I yell "Hello!" at the top of my voice and wave energetically, whilst still continuing to bounce.

My neighbour crosses the street and talks to me over the hedge and through the trampoline netting.  The conversation goes like this:

"Hello, I'm S."

"Hello, I'm Debi."

"Yes, I know, I've read your website, so I wasn't at all surprised when the trampoline arrived and I knew it wasn't because you had tons of kids!"

I was deeply amused!

Monday 20 January 2014

Are you a paramedic?

Today, on leaving work, I got on the underground as usual.  A man further up the carriage was asking me something.  Due to a combination of his speaking style and my own auditory processing issues, I couldn't understand what he was saying, so I went to sit opposite him to be able to hear more clearly.

On about the 4th or 5th repetition, I heard him properly, asking me:

"Are you a paramedic?"

Well, that was certainly a new one on me!  A few seconds of confusion later, I realised he may have thought that because of my fluorescent yellow jacket, so I replied:

"No, this is my cycling jacket."  This didn't seem to quite be enough information, so I added: "it helps me be visible to cars when I'm on my bike." 

The man then proceeded to tell me that he was having some lower back pain.  I recommended an emergency section of one of the hospitals if he really needed to see someone about it.

A few more interactions later, I was seriously wondering if I'd just met a fellow aspie.  He told me that he was 40 years old, and wasn't it good that he didn't have any grey hairs.  He also leaned right towards me so the side of his face and his neck was quite near my face, which I wasn't expecting.  I perceived a threat and jumped.  But then, I figured out he wasn't threatening, and just asked him: "so, what am I looking at here?" and he asked me if I could smell his aftershave.  So, I said, "yes, very nice".

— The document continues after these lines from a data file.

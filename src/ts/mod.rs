//! Tree-sitter integration for structural TypeScript queries.
//!
//! This module provides CST-based span location using tree-sitter, enabling
//! precise byte-span extraction for declarations, imports and identifiers
//! without losing comments or formatting.

pub mod errors;
pub mod locator;
pub mod parser;
pub mod validator;

pub use errors::TreeSitterError;
pub use locator::{Declaration, DeclarationLocator, FileOutline, LocalExport, StructuralTarget, SymbolKind};
pub use parser::{ParsedSource, SourceLanguage, TypeScriptParser};
pub use validator::{count_error_nodes, validate_edit, validate_syntax};
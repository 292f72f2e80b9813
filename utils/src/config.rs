//! Intent service configuration with TOML file support.

use serde::{Deserialize, Serialize};

use crate::error::ConfigError;
use crate::logging::LogFormat;

/// Configuration for the intent update service.
///
/// Can be loaded from a TOML file via [`IntentConfig::from_toml_file`] or
/// built programmatically (e.g. for tests).
#[derive(Clone, Debug, PartialEq, Serialize, Deserialize)]
pub struct IntentConfig {
    /// Upper bound on distinct validators in one delegator's intent.
    #[serde(default = "default_max_validators")]
    pub max_validators_per_intent: usize,

    /// Log format: "human" or "json".
    #[serde(default)]
    pub log_format: LogFormat,

    /// Log level filter: "trace", "debug", "info", "warn", "error".
    #[serde(default = "default_log_level")]
    pub log_level: String,
}

fn default_max_validators() -> usize {
    100
}

fn default_log_level() -> String {
    "info".to_string()
}

impl IntentConfig {
    /// Load configuration from a TOML file.
    pub fn from_toml_file(path: &str) -> Result<Self, ConfigError> {
        let content = std::fs::read_to_string(path).map_err(|e| ConfigError::Read {
            path: path.to_string(),
            reason: e.to_string(),
        })?;
        Self::from_toml_str(&content)
    }

    /// Parse configuration from a TOML string.
    pub fn from_toml_str(s: &str) -> Result<Self, ConfigError> {
        toml::from_str(s).map_err(|e| ConfigError::Parse(e.to_string()))
    }

    /// Serialize the configuration to a TOML string.
    pub fn to_toml_string(&self) -> Result<String, ConfigError> {
        toml::to_string_pretty(self).map_err(|e| ConfigError::Serialize(e.to_string()))
    }
}

impl Default for IntentConfig {
    fn default() -> Self {
        Self {
            max_validators_per_intent: default_max_validators(),
            log_format: LogFormat::default(),
            log_level: default_log_level(),
        }
    }
}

He also told me that his back was sore because he had been beaten up by three men with an iron bar and he'd just spent the last 4 months in hospital.  He then got off the underground train (we only travelled together for two stops) and I wished him good luck.

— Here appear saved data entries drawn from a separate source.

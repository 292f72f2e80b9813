//! Nullable store: thread-safe in-memory intent storage for testing.
//!
//! Intents are kept bincode-encoded, the way a real key-value backend would
//! hold them, so tests also cover the serialized representation.

use ics_store::{IntentStore, StoreError};
use ics_types::{DelegationIntent, DelegatorAddress};
use std::collections::BTreeMap;
use std::sync::{Mutex, MutexGuard};

/// An in-memory intent store for testing.
pub struct NullIntentStore {
    intents: Mutex<BTreeMap<DelegatorAddress, Vec<u8>>>,
}

impl NullIntentStore {
    pub fn new() -> Self {
        Self {
            intents: Mutex::new(BTreeMap::new()),
        }
    }

    /// Raw encoded bytes for a delegator, for asserting on the stored form.
    pub fn raw_bytes(&self, delegator: &DelegatorAddress) -> Option<Vec<u8>> {
        self.lock().ok()?.get(delegator).cloned()
    }

    fn lock(&self) -> Result<MutexGuard<'_, BTreeMap<DelegatorAddress, Vec<u8>>>, StoreError> {
        self.intents
            .lock()
            .map_err(|_| StoreError::Backend("intent map lock poisoned".into()))
    }
}

impl Default for NullIntentStore {
    fn default() -> Self {
        Self::new()
    }
}

fn decode(bytes: &[u8]) -> Result<DelegationIntent, StoreError> {
    let intent: DelegationIntent =
        bincode::deserialize(bytes).map_err(|e| StoreError::Serialization(e.to_string()))?;
    intent
        .validate()
        .map_err(|e| StoreError::Corruption(e.to_string()))?;
    Ok(intent)
}

impl IntentStore for NullIntentStore {
    fn get_intent(
        &self,
        delegator: &DelegatorAddress,
    ) -> Result<Option<DelegationIntent>, StoreError> {
        self.lock()?.get(delegator).map(|b| decode(b)).transpose()
    }

    fn put_intent(&self, intent: &DelegationIntent) -> Result<(), StoreError> {
        let bytes =
            bincode::serialize(intent).map_err(|e| StoreError::Serialization(e.to_string()))?;
        self.lock()?.insert(intent.delegator().clone(), bytes);
        Ok(())
    }

    fn delete_intent(&self, delegator: &DelegatorAddress) -> Result<(), StoreError> {
        self.lock()?
            .remove(delegator)
            .map(|_| ())
            .ok_or_else(|| StoreError::NotFound(delegator.to_string()))
    }

    fn intent_count(&self) -> Result<u64, StoreError> {
        Ok(self.lock()?.len() as u64)
    }

    fn iter_intents(&self) -> Result<Vec<DelegationIntent>, StoreError> {
        self.lock()?.values().map(|b| decode(b)).collect()
    }
}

This is the second time in two months I've heard about aspies (or in this case, someone I suspect to be an aspie) being violently attacked and beaten up by strangers.
 
I cycled home thinking, "gee, it's already bad enough when I lose friends because of my communication style, but being beaten up is even worse".

This is supposed to be a funny blog, but the serious message is could the public please stop attacking people who are different?  Hate crime is never acceptable.